While all parents feel that way occasionally, you may be experiencing burnout if your parenting stress is making you unable to complete your daily tasks or impacting your relationships with those that you love.
Melnyk defines parental burnout as “the state of emotional and physical exhaustion that stems from the parenting role, and which, at time, makes you feel detached from your children.”
Make time for yourself
This is easier said than done for most parents. Davis suggests that parents find pockets of time to destress by writing that time into your calendar, rather than waiting for your schedule to organically provide openings. That may require asking a partner or friend for help with childcare, or otherwise rearranging your planning to allow for the downtime you need.
Celebrate small successes
When you’re feeling burnt out, it can be easy to focus on all the difficulties of parenthood. Take some time to recognize all the times that you’re succeeding as a parent – whether your baby has begun sleeping through the night or your high schooler just made the honor role.
Davis suggests talking to yourself as you’d talk to a friend who confided in you that they’re struggling. That’s because we tend to be much more supportive and encouraging of others than ourselves.

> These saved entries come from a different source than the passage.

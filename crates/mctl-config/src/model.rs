//! Typed project configuration documents.
//!
//! # Design
//! - One document type, generic over the rule representation, so the
//!   structured (persisted) and textual (editable) phases are distinct types.
//! - Keys outside the rule-bearing sections are carried through verbatim so
//!   the persisted shape survives a round trip.

use std::collections::BTreeMap;

use serde::{Deserialize, Serialize};
use serde_json::{Map, Value};

/// Project configuration whose rules are native JSON values, as persisted.
pub type StructuredConfig = ProjectConfig<Value>;
/// Project configuration whose rules are pretty-printed JSON text, as edited.
pub type EditableConfig = ProjectConfig<String>;

/// Root project document.
#[derive(Debug, Clone, PartialEq, Serialize, Deserialize)]
pub struct ProjectConfig<R> {
    /// Unique project identifier.
    #[serde(default, skip_serializing_if = "Option::is_none")]
    pub id: Option<String>,
    /// Human-readable project name.
    #[serde(default, skip_serializing_if = "Option::is_none")]
    pub name: Option<String>,
    /// Project secret used to sign tokens.
    #[serde(default, skip_serializing_if = "Option::is_none")]
    pub secret: Option<String>,
    /// Per-module configuration; absent when the project has none.
    #[serde(default, skip_serializing_if = "Option::is_none")]
    pub modules: Option<Modules<R>>,
    /// Top-level keys this crate does not interpret.
    #[serde(flatten)]
    pub extra: Map<String, Value>,
}

impl<R> ProjectConfig<R> {
    /// Project identifier, empty when the document has none.
    #[must_use]
    pub fn id(&self) -> &str {
        self.id.as_deref().unwrap_or_default()
    }

    /// Project name, empty when the document has none.
    #[must_use]
    pub fn name(&self) -> &str {
        self.name.as_deref().unwrap_or_default()
    }

    /// Rule stored at `site`, if the document has one there.
    #[must_use]
    pub fn rule(&self, site: &RuleSite) -> Option<&R> {
        let modules = self.modules.as_ref()?;
        match site {
            RuleSite::Collection { db, name } => modules
                .crud
                .as_ref()?
                .get(db)?
                .collections
                .as_ref()?
                .get(name),
            RuleSite::Service { name } => modules.functions.as_ref()?.services.as_ref()?.get(name),
            RuleSite::FileRule { index } => modules.file_store.as_ref()?.rules.as_ref()?.get(*index),
            RuleSite::StaticRoute { index } => modules
                .static_routes
                .as_ref()?
                .routes
                .as_ref()?
                .get(*index),
        }
    }

    /// Mutable access to the rule stored at `site`.
    pub fn rule_mut(&mut self, site: &RuleSite) -> Option<&mut R> {
        let modules = self.modules.as_mut()?;
        match site {
            RuleSite::Collection { db, name } => modules
                .crud
                .as_mut()?
                .get_mut(db)?
                .collections
                .as_mut()?
                .get_mut(name),
            RuleSite::Service { name } => modules
                .functions
                .as_mut()?
                .services
                .as_mut()?
                .get_mut(name),
            RuleSite::FileRule { index } => modules
                .file_store
                .as_mut()?
                .rules
                .as_mut()?
                .get_mut(*index),
            RuleSite::StaticRoute { index } => modules
                .static_routes
                .as_mut()?
                .routes
                .as_mut()?
                .get_mut(*index),
        }
    }
}

/// Module sections of a project.
#[derive(Debug, Clone, PartialEq, Serialize, Deserialize)]
pub struct Modules<R> {
    /// Database access rules keyed by database identifier.
    #[serde(default, skip_serializing_if = "Option::is_none")]
    pub crud: Option<BTreeMap<String, CrudDatabase<R>>>,
    /// Function routing rules.
    #[serde(default, skip_serializing_if = "Option::is_none")]
    pub functions: Option<FunctionsModule<R>>,
    /// File storage rules.
    #[serde(
        rename = "fileStore",
        default,
        skip_serializing_if = "Option::is_none"
    )]
    pub file_store: Option<FileStoreModule<R>>,
    /// Static hosting and proxy routes.
    #[serde(rename = "static", default, skip_serializing_if = "Option::is_none")]
    pub static_routes: Option<StaticModule<R>>,
    /// Modules without rule-bearing fields (`auth`, `realtime`, ...).
    #[serde(flatten)]
    pub other: Map<String, Value>,
}

/// Database-level configuration within the `crud` module.
#[derive(Debug, Clone, PartialEq, Serialize, Deserialize)]
pub struct CrudDatabase<R> {
    /// Whether the database is enabled.
    #[serde(default, skip_serializing_if = "Option::is_none")]
    pub enabled: Option<bool>,
    /// Connection string.
    #[serde(default, skip_serializing_if = "Option::is_none")]
    pub conn: Option<String>,
    /// Collection rules keyed by collection name.
    #[serde(default, skip_serializing_if = "Option::is_none")]
    pub collections: Option<BTreeMap<String, R>>,
    /// Additional database keys (`isPrimary`, ...).
    #[serde(flatten)]
    pub extra: Map<String, Value>,
}

/// Functions module configuration.
#[derive(Debug, Clone, PartialEq, Serialize, Deserialize)]
pub struct FunctionsModule<R> {
    /// Whether the module is enabled.
    #[serde(default, skip_serializing_if = "Option::is_none")]
    pub enabled: Option<bool>,
    /// Broker implementation (`nats`, ...).
    #[serde(default, skip_serializing_if = "Option::is_none")]
    pub broker: Option<String>,
    /// Broker connection string.
    #[serde(default, skip_serializing_if = "Option::is_none")]
    pub conn: Option<String>,
    /// Service rules keyed by service name. Older documents call this `rules`.
    #[serde(default, alias = "rules", skip_serializing_if = "Option::is_none")]
    pub services: Option<BTreeMap<String, R>>,
    /// Additional module keys.
    #[serde(flatten)]
    pub extra: Map<String, Value>,
}

/// File storage module configuration.
#[derive(Debug, Clone, PartialEq, Serialize, Deserialize)]
pub struct FileStoreModule<R> {
    /// Whether the module is enabled.
    #[serde(default, skip_serializing_if = "Option::is_none")]
    pub enabled: Option<bool>,
    /// Storage backend (`local`, `amazon-s3`, ...).
    #[serde(
        rename = "storeType",
        default,
        skip_serializing_if = "Option::is_none"
    )]
    pub store_type: Option<String>,
    /// Backend connection string or root path.
    #[serde(default, skip_serializing_if = "Option::is_none")]
    pub conn: Option<String>,
    /// Ordered storage rules; positions are addresses.
    #[serde(default, skip_serializing_if = "Option::is_none")]
    pub rules: Option<Vec<R>>,
    /// Additional module keys (`endpoint`, `bucket`, ...).
    #[serde(flatten)]
    pub extra: Map<String, Value>,
}

/// Static module configuration embedded in a project.
#[derive(Debug, Clone, PartialEq, Serialize, Deserialize)]
pub struct StaticModule<R> {
    /// Whether the module is enabled.
    #[serde(default, skip_serializing_if = "Option::is_none")]
    pub enabled: Option<bool>,
    /// Ordered routes; positions are addresses.
    #[serde(default, skip_serializing_if = "Option::is_none")]
    pub routes: Option<Vec<R>>,
    /// Additional module keys.
    #[serde(flatten)]
    pub extra: Map<String, Value>,
}

/// Cluster-level static routing document, stored apart from projects.
#[derive(Debug, Clone, PartialEq, Serialize, Deserialize)]
pub struct StaticConfig<R> {
    /// Ordered routes; positions are addresses.
    #[serde(default)]
    pub routes: Vec<R>,
    /// Additional keys (`internalRoutes`, ...).
    #[serde(flatten)]
    pub extra: Map<String, Value>,
}

impl<R> Default for StaticConfig<R> {
    fn default() -> Self {
        Self {
            routes: Vec::new(),
            extra: Map::new(),
        }
    }
}

/// Location of a single rule inside a project document.
#[derive(Debug, Clone, PartialEq, Eq, Hash, PartialOrd, Ord)]
pub enum RuleSite {
    /// Collection rule under `modules.crud.<db>.collections.<name>`.
    Collection {
        /// Database identifier.
        db: String,
        /// Collection name.
        name: String,
    },
    /// Service rule under `modules.functions.services.<name>`.
    Service {
        /// Service name.
        name: String,
    },
    /// Rule at `modules.fileStore.rules[index]`.
    FileRule {
        /// Zero-based position.
        index: usize,
    },
    /// Route at `modules.static.routes[index]`.
    StaticRoute {
        /// Zero-based position.
        index: usize,
    },
}

impl RuleSite {
    /// Label shown to users when the rule at this site is rejected.
    #[must_use]
    pub fn label(&self) -> String {
        match self {
            Self::Collection { name, .. } | Self::Service { name } => name.clone(),
            Self::FileRule { index } | Self::StaticRoute { index } => sequence_label(*index),
        }
    }

    /// Dotted document path of the site, for logs.
    #[must_use]
    pub fn path(&self) -> String {
        match self {
            Self::Collection { db, name } => format!("modules.crud.{db}.collections.{name}"),
            Self::Service { name } => format!("modules.functions.services.{name}"),
            Self::FileRule { index } => format!("modules.fileStore.rules[{index}]"),
            Self::StaticRoute { index } => format!("modules.static.routes[{index}]"),
        }
    }
}

/// Label for the rule at a zero-based sequence position (`Rule 1`, `Rule 2`, ...).
#[must_use]
pub fn sequence_label(index: usize) -> String {
    format!("Rule {}", index + 1)
}

/// Per-category labels of rules whose text failed to parse.
#[derive(Debug, Clone, Default, PartialEq, Eq, Serialize, Deserialize)]
pub struct TransformErrors {
    /// Rejected collection names grouped by database identifier.
    pub crud: BTreeMap<String, Vec<String>>,
    /// Rejected service names.
    pub functions: Vec<String>,
    /// Rejected file storage rules, labelled `Rule N`.
    #[serde(rename = "fileStore")]
    pub file_store: Vec<String>,
    /// Rejected static routes, labelled `Rule N`.
    #[serde(rename = "static")]
    pub static_routes: Vec<String>,
}

impl TransformErrors {
    /// Whether no rule was rejected.
    #[must_use]
    pub fn is_empty(&self) -> bool {
        self.crud.values().all(Vec::is_empty)
            && self.functions.is_empty()
            && self.file_store.is_empty()
            && self.static_routes.is_empty()
    }

    /// Total number of rejected rules across every category.
    #[must_use]
    pub fn len(&self) -> usize {
        self.crud.values().map(Vec::len).sum::<usize>()
            + self.functions.len()
            + self.file_store.len()
            + self.static_routes.len()
    }

    /// Record a rejected rule under the bucket matching its site.
    pub fn record(&mut self, site: &RuleSite) {
        let label = site.label();
        match site {
            RuleSite::Collection { db, .. } => {
                self.crud.entry(db.clone()).or_default().push(label);
            }
            RuleSite::Service { .. } => self.functions.push(label),
            RuleSite::FileRule { .. } => self.file_store.push(label),
            RuleSite::StaticRoute { .. } => self.static_routes.push(label),
        }
    }
}

/// Outcome of converting an editable project back to its structured form.
#[derive(Debug, Clone, PartialEq, Serialize, Deserialize)]
pub struct TransformResult {
    /// `true` when every rule parsed and `config` is safe to persist.
    pub acknowledged: bool,
    /// Converted document; rejected rules keep their text as a JSON string.
    pub config: StructuredConfig,
    /// Labels of every rejected rule.
    pub errors: TransformErrors,
}

/// Outcome of converting an editable static document back to structured form.
#[derive(Debug, Clone, PartialEq, Serialize, Deserialize)]
pub struct StaticTransformResult {
    /// `true` when every route parsed.
    pub acknowledged: bool,
    /// Converted document; rejected routes keep their text as a JSON string.
    pub config: StaticConfig<Value>,
    /// Labels (`Rule N`) of rejected routes.
    pub errors: Vec<String>,
}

Also, lean into those activities that you do throughout the day that do give you energy and motivation.
“It could be at PTO meetings, or it could be coloring with your kids,” she says. “It could be having a conversation with a neighbor or just taking a break when you need to.”
Ask for help
Parenting is a job that no one can do alone. A study of parental burnout across more than 40 countries found that the countries with the highest levels of burnout were those with more individualistic cultures, where parents were less likely to ask for support.
If you have a partner or co-parent, talk to them about your burnout and see whether you can shift some responsibilities to ease the stress. Be honest about your feelings and stress levels. If you’re a solo parent, tap into your network of friends, family members, babysitter, and other parents to see whether organizing a carpool or rotating play date could provide you with a needed break.

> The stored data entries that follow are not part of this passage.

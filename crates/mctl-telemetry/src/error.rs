//! Error types for telemetry operations.

use std::error::Error;
use std::fmt::{self, Display, Formatter};

/// Result alias for telemetry operations.
pub type Result<T> = std::result::Result<T, TelemetryError>;

/// Errors raised by telemetry helpers.
#[derive(Debug)]
pub enum TelemetryError {
    /// Installing the tracing subscriber failed.
    SubscriberInstall {
        /// Underlying tracing subscriber error.
        source: tracing_subscriber::util::TryInitError,
    },
    /// A log format name was not recognised.
    UnknownLogFormat {
        /// Format name supplied by the caller.
        value: String,
    },
}

impl Display for TelemetryError {
    fn fmt(&self, formatter: &mut Formatter<'_>) -> fmt::Result {
        match self {
            Self::SubscriberInstall { .. } => {
                formatter.write_str("failed to install tracing subscriber")
            }
            Self::UnknownLogFormat { .. } => formatter.write_str("unknown log format"),
        }
    }
}

impl Error for TelemetryError {
    fn source(&self) -> Option<&(dyn Error + 'static)> {
        match self {
            Self::SubscriberInstall { source } => Some(source),
            Self::UnknownLogFormat { .. } => None,
        }
    }
}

For some parents, parental burnout and the associated anxiety, depression, or other symptoms requires professional assistance. Connecting with a therapist experienced in working with parents can help you find the steps to move forward.
Give yourself grace.
Remember that parenting is already a difficult job, and in many ways our society does little to ease the burden. Childcare challenges and insufficient family leave policies contribute to many of the feelings of burnout experienced by parents.
“We put so much pressure on parents to find all of these individual solutions to what are very much collective problems,” Gale says. “We don’t have the basic systems and supports in place to allow all parents from the beginning to set themselves up for success.”
Companies could do more as well, Gale says, using tools like 360 reviews and exit interviews to determine areas where they could be supportive to working parents.
Parenting is a stressful job — even for those who aren’t experiencing burnout. Instead of beating yourself up for individual incidents or events, recognize what happened, and move on.